Saturday, 25 June 2016

To Die Is To Run Out Of Fuel

Dying is not a sacred duty.  Not all things die (or have sex).  Dying, like sex,  is an evolutionary tool to give a competitive renewal edge to our species.  Dying is running out of fuel.   Re-fuel and live a long time.  It's not immoral, just an opportunity.   Refuelling means cleaning up protein tangles on neurons, refreshing heart muscle with our own stem cells,  re-growing flexible clear eyeballs, taking DNA tweaks. It also means having high integrity data backups.   If you are present holographically in more than one location with avatars and sensing some things as if part of your own body, just who the heck are you, anyway?  And if part goes down, are you still there?      We already know that parts of our body can be gone without the "This is me" part disappearing.  Limbs gone or paralyzed don't stop you from saying "I am".  An ear can go, both eyes can go, the lower jaw can go, but the experience of "I" continues.   Add back in sensations that will be coming in from avatars at remote places where people interact with you.  What have you got?  This question is coming up with uncomfortable answers soon.
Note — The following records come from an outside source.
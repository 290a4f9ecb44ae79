use rand::distributions::{Distribution, Standard};
use rand::prelude::*;
use rand::rngs::StdRng;

/// Random vector of `size` elements, or `None` when fewer than 3 would remain after skipping the
/// first `start`
pub fn vec<T>(size: usize, start: usize) -> Option<Vec<T>>
where
    Standard: Distribution<T>,
{
    if size > start + 2 {
        let mut rng = StdRng::from_entropy();

        Some((0..size).map(|_| rng.gen()).collect())
    } else {
        None
    }
}

/// Like `vec` but scaled to `[-scale, scale)` and reproducible from `seed`
pub fn scaled_vec(size: usize, seed: u64, scale: f64) -> Vec<f64> {
    let mut rng = StdRng::seed_from_u64(seed);

    (0..size)
        .map(|_| (rng.gen::<f64>() * 2. - 1.) * scale)
        .collect()
}
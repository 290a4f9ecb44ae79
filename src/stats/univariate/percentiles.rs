use crate::stats::float::Float;

/// A "view" into the percentiles of a sample
///
/// Percentiles are computed by linear interpolation between the two closest order statistics:
/// the `p`th percentile of `N` sorted points sits at rank `p / 100 * (N - 1)`.
pub struct Percentiles<A>(Box<[A]>)
where
    A: Float;

impl<A> Percentiles<A>
where
    A: Float,
{
    /// Wraps an already sorted, non-empty, `NaN`-free slice
    pub(crate) fn from_sorted(sorted: Box<[A]>) -> Percentiles<A> {
        debug_assert!(!sorted.is_empty());
        debug_assert!(sorted.windows(2).all(|w| w[0] <= w[1]));

        Percentiles(sorted)
    }

    /// Returns the percentile at `p`%
    ///
    /// # Panics
    ///
    /// Panics if `p` is outside the closed `[0, 100]` range
    pub fn at(&self, p: A) -> A {
        let _0 = A::cast(0);
        let _100 = A::cast(100);

        assert!(p >= _0 && p <= _100);
        assert!(!self.0.is_empty());

        let len = self.0.len() - 1;

        if p == _100 {
            return self.0[len];
        }

        let rank = (p / _100) * A::cast(len);
        let integer = rank.floor();
        let fraction = rank - integer;
        // NB `0 <= rank < len` here, so the cast can't fail
        let n = integer.to_usize().unwrap_or(0);
        let floor = self.0[n];

        if fraction == _0 {
            return floor;
        }

        let ceiling = self.0[n + 1];
        if floor == ceiling {
            return floor;
        }

        // NB `ceiling - floor` can overflow, the weighted sum can't; rounding may still nudge the
        // result out of `[floor, ceiling]`
        let interpolated = floor * (A::cast(1) - fraction) + ceiling * fraction;
        interpolated.max(floor).min(ceiling)
    }

    /// Returns the interquartile range
    pub fn iqr(&self) -> A {
        let q1 = self.at(A::cast(25));
        let q3 = self.at(A::cast(75));

        q3 - q1
    }

    /// Returns the 50th percentile
    pub fn median(&self) -> A {
        self.at(A::cast(50))
    }

    /// Returns the 25th, 50th and 75th percentiles
    pub fn quartiles(&self) -> (A, A, A) {
        (
            self.at(A::cast(25)),
            self.at(A::cast(50)),
            self.at(A::cast(75)),
        )
    }
}

#[cfg(test)]
macro_rules! test {
    ($ty:ident) => {
        mod $ty {
            use approx::relative_eq;
            use quickcheck::quickcheck;
            use quickcheck::TestResult;

            use crate::stats::univariate::Sample;

            quickcheck! {
                fn percentiles_are_monotonic(size: u8, start: u8) -> TestResult {
                    let size = size as usize;
                    let start = start as usize;

                    if let Some(v) = crate::stats::test::vec::<$ty>(size, start) {
                        let sample = Sample::new(&v[start..]).unwrap();
                        let percentiles = sample.percentiles();
                        let (q1, q2, q3) = percentiles.quartiles();
                        let eps = 1e-5;

                        TestResult::from_bool(
                            sample.min() == percentiles.at(0.)
                                && percentiles.at(0.) <= q1 + eps
                                && q1 <= q2 + eps
                                && q2 <= q3 + eps
                                && q3 <= percentiles.at(100.) + eps
                                && percentiles.at(100.) == sample.max(),
                        )
                    } else {
                        TestResult::discard()
                    }
                }
            }

            #[test]
            fn interpolates_between_order_statistics() {
                let data: [$ty; 12] = [10., 12., 12., 13., 12., 11., 14., 13., 15., 10., 10., 100.];
                let percentiles = Sample::new(&data).unwrap().percentiles();
                let (q1, median, q3) = percentiles.quartiles();

                assert!(relative_eq!(q1, 10.75));
                assert!(relative_eq!(median, 12.));
                assert!(relative_eq!(q3, 13.25));
                assert!(relative_eq!(percentiles.iqr(), 2.5));
            }

            #[test]
            fn even_length_median() {
                let data: [$ty; 4] = [4., 1., 3., 2.];
                let percentiles = Sample::new(&data).unwrap().percentiles();

                assert!(relative_eq!(percentiles.median(), 2.5));
                assert!(relative_eq!(percentiles.at(10.), 1.3, epsilon = 1e-5));
            }

            #[test]
            fn single_point() {
                let data: [$ty; 1] = [7.];
                let percentiles = Sample::new(&data).unwrap().percentiles();

                assert_eq!(percentiles.quartiles(), (7., 7., 7.));
                assert_eq!(percentiles.at(100.), 7.);
                assert_eq!(percentiles.iqr(), 0.);
            }

            #[test]
            fn extreme_values_do_not_overflow() {
                let max = $ty::MAX;
                let data: [$ty; 2] = [max, -max];
                let percentiles = Sample::new(&data).unwrap().percentiles();
                let (q1, median, q3) = percentiles.quartiles();

                assert!(relative_eq!(q1, -max / 2., max_relative = 1e-5));
                assert_eq!(median, 0.);
                assert!(relative_eq!(q3, max / 2., max_relative = 1e-5));
                assert!(q1 <= median && median <= q3);
            }

            #[test]
            #[should_panic]
            fn out_of_range() {
                let data: [$ty; 2] = [1., 2.];
                let percentiles = Sample::new(&data).unwrap().percentiles();

                percentiles.at(100.5);
            }
        }
    };
}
I should have taken the DNA tweak package
on my 120th birthday.
Death has been treated like religion because up until now you could count on it, plan your life around it, and couldn't skip it.  I think it's becoming optional for some, to be replaced by a balance sheet of how much stuff you have in the world that's working and how much is not.

1 comment:

  1. An "avatar" which is the final proxy representative could well be a copy with the illusion of having your past. An old Star Trek plot, in which the First Officer has two come out of the Transporter at different locations, comes to mind. Both are certain they are the "real" version.

    In the end, you can't believe any avatar's assertions of identity.

    Prove you don't die nightly, and awake with such an illusion.